DIRECTIONS
Look through the material below and say how many of its lines carry the string "zero". Only the number should be given.

DATA RECORDS
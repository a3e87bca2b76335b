//! # Bar Timing Validation
//!
//! Checks that the notes of one bar add up to the bar length of the time
//! signature, and optionally pads short bars.
//!
//! ## Duration Rules
//! - Durations are measured in whole notes: `c4` is 0.25, `c8` is 0.125
//! - A token without a duration reuses the last explicit one in the bar
//!   (a quarter note before any is seen)
//! - Dots, tuplets and ties are not interpreted
//!
//! ## Partial Bars
//! A bar carrying `\partial N` (or `\partial N/M`) is a pickup. [`check_bar`]
//! trusts the declaration: the bar is always reported valid and never
//! modified. [`check_partial`] is the strict check that compares the declared
//! length against the notes.
//!
//! ## Fixing
//! Only short bars can be fixed, by appending one filler token whose
//! duration is `1 / missing` truncated to an integer. See [`FixMode`].
//!
//! ## Known Deviations
//! - Tokens with no letter or digit (`|`, `~`) take no time. A plain
//!   token-counting checker would charge them the carried duration, so
//!   `c4 d4 e4 |` is a full 3/4 bar here and not a full 4/4 one.
//! - A gap longer than a whole note truncates to a zero duration. Such a bar
//!   is left unchanged and reported invalid rather than padded with `s0`.
//!
//! ## Example
//! ```rust
//! use fourbar::{check_bar, FixMode};
//!
//! let result = check_bar("c4 d8 e8", 1.0, true, FixMode::Skip);
//! assert!(result.is_valid);
//! assert_eq!(result.bar, "c4 d8 e8 s4");
//! ```

use crate::error::FourbarError;
use once_cell::sync::Lazy;
use regex::Regex;
use serde::Deserialize;
use std::str::FromStr;

/// Duration assumed before any explicit duration is seen (quarter note).
pub const DEFAULT_DURATION: u32 = 4;

/// Two bar lengths closer than this are equal.
pub const BEAT_TOLERANCE: f64 = 1e-6;

static PARTIAL: Lazy<Regex> = Lazy::new(|| Regex::new(r"\\partial\s*(\d+/\d+|\d+)").unwrap());

/// How [`check_bar`] repairs a bar that is too short.
#[derive(Debug, Clone, Copy, PartialEq, Eq, Default, Deserialize)]
#[serde(rename_all = "lowercase")]
pub enum FixMode {
    /// Append an invisible skip (`s8`).
    #[default]
    Skip,
    /// Append a rest (`r8`).
    Rest,
    /// Not implemented: the bar is returned unchanged.
    Cut,
    /// Not implemented: the bar is returned unchanged.
    Split,
}

impl FromStr for FixMode {
    type Err = FourbarError;

    fn from_str(s: &str) -> Result<Self, Self::Err> {
        match s.trim().to_lowercase().as_str() {
            "skip" => Ok(FixMode::Skip),
            "rest" => Ok(FixMode::Rest),
            "cut" => Ok(FixMode::Cut),
            "split" => Ok(FixMode::Split),
            other => Err(FourbarError::Config(format!("unknown fix mode: {}", other))),
        }
    }
}

/// Outcome of a bar check.
#[derive(Debug, Clone, PartialEq)]
pub struct BarCheck {
    pub is_valid: bool,
    /// Length of the bar in whole notes (after fixing, if a fix was applied).
    pub total_beats: f64,
    /// The bar text, with a filler token appended if it was fixed.
    pub bar: String,
}

/// First run of digits in a token, as a non-zero duration.
fn explicit_duration(token: &str) -> Option<u32> {
    let digits: String = token
        .chars()
        .skip_while(|c| !c.is_ascii_digit())
        .take_while(|c| c.is_ascii_digit())
        .collect();
    digits.parse::<u32>().ok().filter(|d| *d > 0)
}

/// Sum the durations of whitespace-separated tokens, in whole notes.
///
/// Tokens with no letters or digits (`|`, `~`) take no time.
pub fn total_beats(bar: &str) -> f64 {
    bar.split_whitespace()
        .filter(|token| token.chars().any(|c| c.is_ascii_alphanumeric()))
        .fold((0.0, DEFAULT_DURATION), |(beats, current), token| {
            let duration = explicit_duration(token).unwrap_or(current);
            (beats + 1.0 / duration as f64, duration)
        })
        .0
}

fn beats_match(actual: f64, expected: f64) -> bool {
    (actual - expected).abs() < BEAT_TOLERANCE
}

/// Parse `N` (a 1/N note) or `N/M` into whole notes.
fn partial_length(text: &str) -> Option<f64> {
    match text.split_once('/') {
        Some((num, den)) => {
            let num: u32 = num.parse().ok()?;
            let den: u32 = den.parse().ok().filter(|d| *d > 0)?;
            Some(num as f64 / den as f64)
        }
        None => {
            let den: u32 = text.parse().ok().filter(|d| *d > 0)?;
            Some(1.0 / den as f64)
        }
    }
}

/// Split a partial bar into its declared length and the text of its notes.
fn split_partial(bar: &str) -> Option<(Option<f64>, String)> {
    let caps = PARTIAL.captures(bar)?;
    let marker = caps.get(0)?;
    let notes = format!("{} {}", &bar[..marker.start()], &bar[marker.end()..]);
    Some((partial_length(&caps[1]), notes))
}

/// Check one bar against `target_beats` (whole notes, e.g. 0.75 for 3/4).
///
/// Partial bars are always valid and returned unchanged. When `fix` is set,
/// a short bar gets a filler appended according to `mode`; a long bar is
/// never changed.
pub fn check_bar(bar: &str, target_beats: f64, fix: bool, mode: FixMode) -> BarCheck {
    if let Some((_, notes)) = split_partial(bar) {
        return BarCheck {
            is_valid: true,
            total_beats: total_beats(&notes),
            bar: bar.to_string(),
        };
    }

    let total = total_beats(bar);
    let unchanged = BarCheck {
        is_valid: beats_match(total, target_beats),
        total_beats: total,
        bar: bar.to_string(),
    };
    if unchanged.is_valid || !fix {
        return unchanged;
    }

    let filler = match mode {
        FixMode::Skip => 's',
        FixMode::Rest => 'r',
        FixMode::Cut | FixMode::Split => {
            log::debug!("{:?} fixing is not implemented, leaving bar: {}", mode, bar);
            return unchanged;
        }
    };

    let difference = target_beats - total;
    if difference <= 0.0 {
        return unchanged;
    }

    // Truncated, not rounded: a gap of 3/16 becomes a 5th-note filler.
    let duration = (1.0 / difference) as u32;
    if duration == 0 {
        log::warn!("bar is short by {} whole notes, too much for one filler: {}", difference, bar);
        return unchanged;
    }

    let fixed = if bar.trim().is_empty() {
        format!("{}{}", filler, duration)
    } else {
        format!("{} {}{}", bar.trim_end(), filler, duration)
    };
    log::debug!("padded bar: {} -> {}", bar, fixed);
    BarCheck {
        is_valid: true,
        total_beats: total + difference,
        bar: fixed,
    }
}

/// Strictly check a partial bar: declared length against the notes.
///
/// A bar without a `\partial` marker (or with a zero length) is reported
/// invalid with a total of zero.
pub fn check_partial(bar: &str) -> BarCheck {
    let (declared, notes) = match split_partial(bar) {
        Some((Some(declared), notes)) => (declared, notes),
        _ => {
            return BarCheck {
                is_valid: false,
                total_beats: 0.0,
                bar: bar.to_string(),
            }
        }
    };
    let total = total_beats(&notes);
    BarCheck {
        is_valid: beats_match(total, declared),
        total_beats: total,
        bar: bar.to_string(),
    }
}

#[cfg(test)]
mod tests {
    use super::*;

    const THREE_FOUR: f64 = 3.0 / 4.0;

    #[test]
    fn test_full_bar_is_valid() {
        let result = check_bar("c4 d4 e4 f4", 1.0, true, FixMode::Skip);
        assert_eq!(
            result,
            BarCheck {
                is_valid: true,
                total_beats: 1.0,
                bar: "c4 d4 e4 f4".to_string()
            }
        );
    }

    #[test]
    fn test_short_bar_gets_skip() {
        let result = check_bar("c4 d8 e8", 1.0, true, FixMode::Skip);
        assert!(result.is_valid);
        assert_eq!(result.total_beats, 1.0);
        assert_eq!(result.bar, "c4 d8 e8 s4");
    }

    #[test]
    fn test_short_bar_gets_rest() {
        let result = check_bar("ef4 c'8 b8 a", THREE_FOUR, true, FixMode::Rest);
        assert!(result.is_valid);
        assert_eq!(result.bar, "ef4 c'8 b8 a r8");
    }

    #[test]
    fn test_short_bar_without_fix() {
        let result = check_bar("c4 d8 e8", 1.0, false, FixMode::Skip);
        assert!(!result.is_valid);
        assert_eq!(result.total_beats, 0.75);
        assert_eq!(result.bar, "c4 d8 e8");
    }

    #[test]
    fn test_filler_duration_is_truncated() {
        // missing 3/16: 1 / 0.1875 = 5.33 -> 5
        let result = check_bar("c2 d8 e8 f16", 1.0, true, FixMode::Skip);
        assert!(result.is_valid);
        assert_eq!(result.bar, "c2 d8 e8 f16 s5");
    }

    #[test]
    fn test_inherited_durations() {
        // b4 c8 d e4 = 0.25 + 0.125 + 0.125 + 0.25
        let result = check_bar("b4 c8 d e4", THREE_FOUR, false, FixMode::Skip);
        assert!(result.is_valid);
        assert_eq!(total_beats("c d e f"), 1.0);
        assert_eq!(total_beats("c8 d e f"), 0.5);
    }

    #[test]
    fn test_barline_tokens_take_no_time() {
        assert_eq!(total_beats("c4 d4 | e4 f4"), 1.0);
        assert_eq!(total_beats("c2 ~ c2"), 1.0);
    }

    #[test]
    fn test_long_bar_is_never_fixed() {
        for mode in [FixMode::Skip, FixMode::Rest, FixMode::Cut, FixMode::Split] {
            let result = check_bar("c4 e4 g4 c'4", THREE_FOUR, true, mode);
            assert!(!result.is_valid);
            assert_eq!(result.total_beats, 1.0);
            assert_eq!(result.bar, "c4 e4 g4 c'4");
        }
    }

    #[test]
    fn test_cut_and_split_leave_short_bar() {
        for mode in [FixMode::Cut, FixMode::Split] {
            let result = check_bar("c4 d4", 1.0, true, mode);
            assert!(!result.is_valid);
            assert_eq!(result.bar, "c4 d4");
        }
    }

    #[test]
    fn test_gap_longer_than_whole_note_is_left() {
        let result = check_bar("c4", 1.5, true, FixMode::Skip);
        assert!(!result.is_valid);
        assert_eq!(result.bar, "c4");
    }

    #[test]
    fn test_tolerance_boundary() {
        assert!(check_bar("c4 d4 e4 f4", 1.0 + 1e-7, false, FixMode::Skip).is_valid);
        assert!(check_bar("c4 d4 e4 f4", 1.0 - 1e-7, false, FixMode::Skip).is_valid);
        assert!(!check_bar("c4 d4 e4 f4", 1.0 + 1e-5, false, FixMode::Skip).is_valid);
        assert!(!check_bar("c4 d4 e4 f4", 1.0 - 1e-5, false, FixMode::Skip).is_valid);
    }

    #[test]
    fn test_check_is_idempotent_on_valid_bar() {
        let first = check_bar("c8 d8 e4 f2", 1.0, true, FixMode::Skip);
        let second = check_bar(&first.bar, 1.0, true, FixMode::Skip);
        assert_eq!(first, second);
    }

    #[test]
    fn test_fixed_bar_checks_valid_again() {
        let fixed = check_bar("c4 d8 e8", 1.0, true, FixMode::Skip);
        let again = check_bar(&fixed.bar, 1.0, true, FixMode::Skip);
        assert!(again.is_valid);
        assert_eq!(again.bar, fixed.bar);
    }

    #[test]
    fn test_partial_bar_is_trusted() {
        let bar = r"\partial 4 c8 d8 e8";
        let result = check_bar(bar, 1.0, true, FixMode::Skip);
        assert!(result.is_valid);
        assert_eq!(result.total_beats, 0.375);
        assert_eq!(result.bar, bar);

        let strict = check_partial(bar);
        assert!(!strict.is_valid);
        assert_eq!(strict.total_beats, 0.375);
    }

    #[test]
    fn test_check_partial() {
        assert!(check_partial(r"\partial 3/8 c8 d8 e8").is_valid);
        assert!(!check_partial(r"\partial 3/8 c8 d8").is_valid);
        assert!(check_partial(r"\partial 4 c16 d16 e16 f16").is_valid);
        assert!(check_partial(r"\partial 3/8 c8 d16 e16 f16").is_valid);
        assert!(!check_partial(r"\partial 4 c d e f").is_valid);
        assert!(check_partial(r"\partial 4/4 c4 d4 e4 f4").is_valid);
        assert!(check_partial(r"\partial 8 c16 d").is_valid);
    }

    #[test]
    fn test_check_partial_without_marker() {
        let result = check_partial(r"\partial c8 d8");
        assert!(!result.is_valid);
        assert_eq!(result.total_beats, 0.0);
        assert!(!check_partial("4/4 c4 d4 e4 f4").is_valid);
        // check_bar trusts any declared pickup, even a mismatched one
        let pickup = check_bar(r"\partial 4/4 c4", 1.0, true, FixMode::Skip);
        assert!(pickup.is_valid);
        assert_eq!(pickup.bar, r"\partial 4/4 c4");
    }

    #[test]
    fn test_fix_mode_from_str() {
        assert_eq!("Rest".parse::<FixMode>().unwrap(), FixMode::Rest);
        assert_eq!("skip".parse::<FixMode>().unwrap(), FixMode::Skip);
        assert!("trim".parse::<FixMode>().is_err());
    }
}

RESPONSE TO THE TASK
4